__To do__
Nothing but a number should be given: the count of lines in the listing that include "impl".

__Record excerpts__
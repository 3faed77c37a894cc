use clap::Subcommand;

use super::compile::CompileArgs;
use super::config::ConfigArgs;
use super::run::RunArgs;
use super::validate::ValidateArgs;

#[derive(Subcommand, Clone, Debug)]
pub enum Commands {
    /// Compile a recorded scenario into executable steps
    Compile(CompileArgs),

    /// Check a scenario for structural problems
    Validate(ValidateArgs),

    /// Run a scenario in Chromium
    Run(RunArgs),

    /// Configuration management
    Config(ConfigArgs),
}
--
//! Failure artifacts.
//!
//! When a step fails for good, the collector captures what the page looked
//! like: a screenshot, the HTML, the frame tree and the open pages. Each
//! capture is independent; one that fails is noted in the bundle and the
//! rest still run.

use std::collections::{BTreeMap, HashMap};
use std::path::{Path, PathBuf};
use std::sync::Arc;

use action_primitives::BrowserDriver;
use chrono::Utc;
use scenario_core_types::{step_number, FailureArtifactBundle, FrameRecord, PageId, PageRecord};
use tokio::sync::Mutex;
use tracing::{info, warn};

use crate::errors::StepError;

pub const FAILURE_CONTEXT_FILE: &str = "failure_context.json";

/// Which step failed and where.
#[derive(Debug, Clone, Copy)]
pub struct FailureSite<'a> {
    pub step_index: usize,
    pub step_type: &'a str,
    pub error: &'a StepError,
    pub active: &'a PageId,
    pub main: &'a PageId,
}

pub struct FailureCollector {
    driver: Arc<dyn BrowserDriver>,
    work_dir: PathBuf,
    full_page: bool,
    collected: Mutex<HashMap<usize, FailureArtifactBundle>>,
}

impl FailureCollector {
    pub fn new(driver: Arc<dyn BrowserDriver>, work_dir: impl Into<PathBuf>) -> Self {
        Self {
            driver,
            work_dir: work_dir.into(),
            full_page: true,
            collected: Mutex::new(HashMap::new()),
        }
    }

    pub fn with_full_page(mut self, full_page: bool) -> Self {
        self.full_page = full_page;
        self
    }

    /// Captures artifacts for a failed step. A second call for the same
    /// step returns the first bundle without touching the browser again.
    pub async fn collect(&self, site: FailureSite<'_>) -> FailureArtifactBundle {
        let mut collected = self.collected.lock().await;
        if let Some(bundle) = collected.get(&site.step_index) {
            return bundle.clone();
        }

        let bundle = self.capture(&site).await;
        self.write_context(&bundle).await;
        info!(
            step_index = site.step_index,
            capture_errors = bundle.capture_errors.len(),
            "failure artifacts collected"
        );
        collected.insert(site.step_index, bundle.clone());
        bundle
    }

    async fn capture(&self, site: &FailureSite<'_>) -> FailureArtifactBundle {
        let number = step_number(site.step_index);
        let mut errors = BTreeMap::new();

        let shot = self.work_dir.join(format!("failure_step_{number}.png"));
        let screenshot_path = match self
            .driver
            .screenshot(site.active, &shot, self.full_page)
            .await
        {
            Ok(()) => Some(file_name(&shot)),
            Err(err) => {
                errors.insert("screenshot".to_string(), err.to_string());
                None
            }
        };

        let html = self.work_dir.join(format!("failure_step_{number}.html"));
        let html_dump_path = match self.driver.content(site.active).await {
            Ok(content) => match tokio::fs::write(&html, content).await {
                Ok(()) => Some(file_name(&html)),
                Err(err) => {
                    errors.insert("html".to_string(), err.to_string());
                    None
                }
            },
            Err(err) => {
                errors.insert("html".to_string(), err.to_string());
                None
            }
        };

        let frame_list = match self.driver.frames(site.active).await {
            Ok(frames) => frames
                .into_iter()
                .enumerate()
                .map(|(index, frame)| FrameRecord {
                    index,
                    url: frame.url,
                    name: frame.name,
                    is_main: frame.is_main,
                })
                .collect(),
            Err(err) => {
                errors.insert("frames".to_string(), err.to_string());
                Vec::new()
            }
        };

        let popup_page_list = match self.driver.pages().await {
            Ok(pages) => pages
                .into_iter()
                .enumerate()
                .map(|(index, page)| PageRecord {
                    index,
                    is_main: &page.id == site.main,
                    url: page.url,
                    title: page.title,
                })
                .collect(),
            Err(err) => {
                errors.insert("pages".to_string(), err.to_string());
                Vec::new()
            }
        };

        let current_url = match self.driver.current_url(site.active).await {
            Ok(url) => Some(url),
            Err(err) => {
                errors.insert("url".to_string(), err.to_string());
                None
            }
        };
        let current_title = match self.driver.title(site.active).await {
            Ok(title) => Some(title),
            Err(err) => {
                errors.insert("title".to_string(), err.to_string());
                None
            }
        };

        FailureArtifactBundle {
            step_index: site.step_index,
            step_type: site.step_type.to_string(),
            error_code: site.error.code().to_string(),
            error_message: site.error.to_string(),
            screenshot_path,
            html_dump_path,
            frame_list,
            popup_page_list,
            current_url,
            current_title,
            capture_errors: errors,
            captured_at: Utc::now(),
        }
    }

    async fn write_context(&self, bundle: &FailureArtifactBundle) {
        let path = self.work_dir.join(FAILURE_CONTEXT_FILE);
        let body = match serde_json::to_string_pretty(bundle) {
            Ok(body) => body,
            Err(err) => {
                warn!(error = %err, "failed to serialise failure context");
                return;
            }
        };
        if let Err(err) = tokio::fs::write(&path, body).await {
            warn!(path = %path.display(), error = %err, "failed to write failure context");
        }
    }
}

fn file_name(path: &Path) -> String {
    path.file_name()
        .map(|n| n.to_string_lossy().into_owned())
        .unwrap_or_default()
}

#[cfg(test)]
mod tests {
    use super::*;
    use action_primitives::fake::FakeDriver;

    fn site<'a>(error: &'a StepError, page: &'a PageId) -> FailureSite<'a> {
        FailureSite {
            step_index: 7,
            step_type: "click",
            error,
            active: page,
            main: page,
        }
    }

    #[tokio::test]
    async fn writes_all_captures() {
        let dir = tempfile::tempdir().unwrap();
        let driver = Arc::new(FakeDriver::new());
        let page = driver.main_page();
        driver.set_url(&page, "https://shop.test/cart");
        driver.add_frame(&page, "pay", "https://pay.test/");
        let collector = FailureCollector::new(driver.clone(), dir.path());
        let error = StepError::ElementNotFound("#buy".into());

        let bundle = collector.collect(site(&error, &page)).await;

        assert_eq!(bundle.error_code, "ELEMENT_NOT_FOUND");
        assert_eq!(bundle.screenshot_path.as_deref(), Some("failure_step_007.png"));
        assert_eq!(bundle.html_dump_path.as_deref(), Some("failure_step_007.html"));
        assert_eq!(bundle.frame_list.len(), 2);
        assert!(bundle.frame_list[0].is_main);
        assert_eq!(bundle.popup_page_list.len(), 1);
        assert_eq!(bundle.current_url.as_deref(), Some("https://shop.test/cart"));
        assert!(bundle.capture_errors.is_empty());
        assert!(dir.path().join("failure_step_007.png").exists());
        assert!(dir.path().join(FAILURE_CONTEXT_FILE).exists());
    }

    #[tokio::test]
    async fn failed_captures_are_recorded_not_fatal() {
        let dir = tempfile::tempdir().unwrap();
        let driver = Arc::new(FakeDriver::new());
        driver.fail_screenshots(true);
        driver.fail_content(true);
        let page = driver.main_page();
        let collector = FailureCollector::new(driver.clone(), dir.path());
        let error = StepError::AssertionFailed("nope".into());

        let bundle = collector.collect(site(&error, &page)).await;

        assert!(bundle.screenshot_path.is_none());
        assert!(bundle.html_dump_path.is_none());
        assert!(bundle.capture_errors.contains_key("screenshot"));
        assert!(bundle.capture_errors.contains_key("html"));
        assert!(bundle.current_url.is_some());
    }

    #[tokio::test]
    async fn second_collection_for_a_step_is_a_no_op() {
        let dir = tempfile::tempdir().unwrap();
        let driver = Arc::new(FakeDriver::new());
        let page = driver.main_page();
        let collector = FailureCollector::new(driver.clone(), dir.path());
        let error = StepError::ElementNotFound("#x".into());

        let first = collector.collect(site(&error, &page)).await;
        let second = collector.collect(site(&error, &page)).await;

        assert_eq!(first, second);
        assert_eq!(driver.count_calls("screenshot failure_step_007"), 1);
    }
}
---
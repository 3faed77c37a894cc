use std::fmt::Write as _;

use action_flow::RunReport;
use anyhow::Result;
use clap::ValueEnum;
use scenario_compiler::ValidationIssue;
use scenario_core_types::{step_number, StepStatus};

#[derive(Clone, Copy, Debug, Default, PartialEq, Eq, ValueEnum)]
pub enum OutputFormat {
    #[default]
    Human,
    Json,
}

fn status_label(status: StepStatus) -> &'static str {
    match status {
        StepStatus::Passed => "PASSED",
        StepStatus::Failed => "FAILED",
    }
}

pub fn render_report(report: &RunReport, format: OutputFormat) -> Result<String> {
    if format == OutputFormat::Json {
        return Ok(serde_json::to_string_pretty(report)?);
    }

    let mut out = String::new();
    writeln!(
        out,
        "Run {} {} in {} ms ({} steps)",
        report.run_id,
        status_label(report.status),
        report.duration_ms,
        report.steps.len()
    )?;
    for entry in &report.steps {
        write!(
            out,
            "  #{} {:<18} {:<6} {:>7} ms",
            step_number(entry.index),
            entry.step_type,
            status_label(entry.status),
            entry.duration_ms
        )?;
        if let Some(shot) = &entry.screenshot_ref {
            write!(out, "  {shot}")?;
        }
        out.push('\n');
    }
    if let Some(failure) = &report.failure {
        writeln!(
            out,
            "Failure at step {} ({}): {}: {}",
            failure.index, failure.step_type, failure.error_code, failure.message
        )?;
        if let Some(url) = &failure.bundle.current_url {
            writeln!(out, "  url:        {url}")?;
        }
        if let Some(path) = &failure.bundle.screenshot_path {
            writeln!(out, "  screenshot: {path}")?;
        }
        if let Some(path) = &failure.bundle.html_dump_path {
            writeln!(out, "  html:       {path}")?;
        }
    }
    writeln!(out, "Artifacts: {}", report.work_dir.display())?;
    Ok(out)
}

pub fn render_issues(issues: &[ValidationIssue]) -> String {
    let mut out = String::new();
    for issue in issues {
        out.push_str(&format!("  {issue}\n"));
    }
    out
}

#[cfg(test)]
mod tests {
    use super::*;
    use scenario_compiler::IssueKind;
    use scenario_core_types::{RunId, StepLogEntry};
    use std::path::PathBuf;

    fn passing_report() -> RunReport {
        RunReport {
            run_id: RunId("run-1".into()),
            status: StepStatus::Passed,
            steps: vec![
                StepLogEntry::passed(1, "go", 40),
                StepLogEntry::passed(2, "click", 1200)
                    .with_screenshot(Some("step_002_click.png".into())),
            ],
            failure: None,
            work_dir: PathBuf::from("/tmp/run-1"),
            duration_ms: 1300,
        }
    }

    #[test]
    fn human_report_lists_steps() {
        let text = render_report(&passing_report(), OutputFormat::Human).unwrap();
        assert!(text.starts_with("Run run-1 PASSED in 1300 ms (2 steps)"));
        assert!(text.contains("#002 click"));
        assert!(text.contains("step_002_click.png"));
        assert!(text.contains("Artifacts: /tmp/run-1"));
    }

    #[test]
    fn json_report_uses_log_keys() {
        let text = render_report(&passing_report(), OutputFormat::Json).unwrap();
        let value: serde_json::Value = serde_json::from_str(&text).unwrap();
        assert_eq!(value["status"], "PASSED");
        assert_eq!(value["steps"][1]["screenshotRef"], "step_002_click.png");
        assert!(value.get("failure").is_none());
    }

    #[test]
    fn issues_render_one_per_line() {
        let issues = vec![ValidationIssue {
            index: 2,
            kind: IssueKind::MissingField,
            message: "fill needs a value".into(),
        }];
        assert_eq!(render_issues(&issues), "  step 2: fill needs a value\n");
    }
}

__Final answer__
2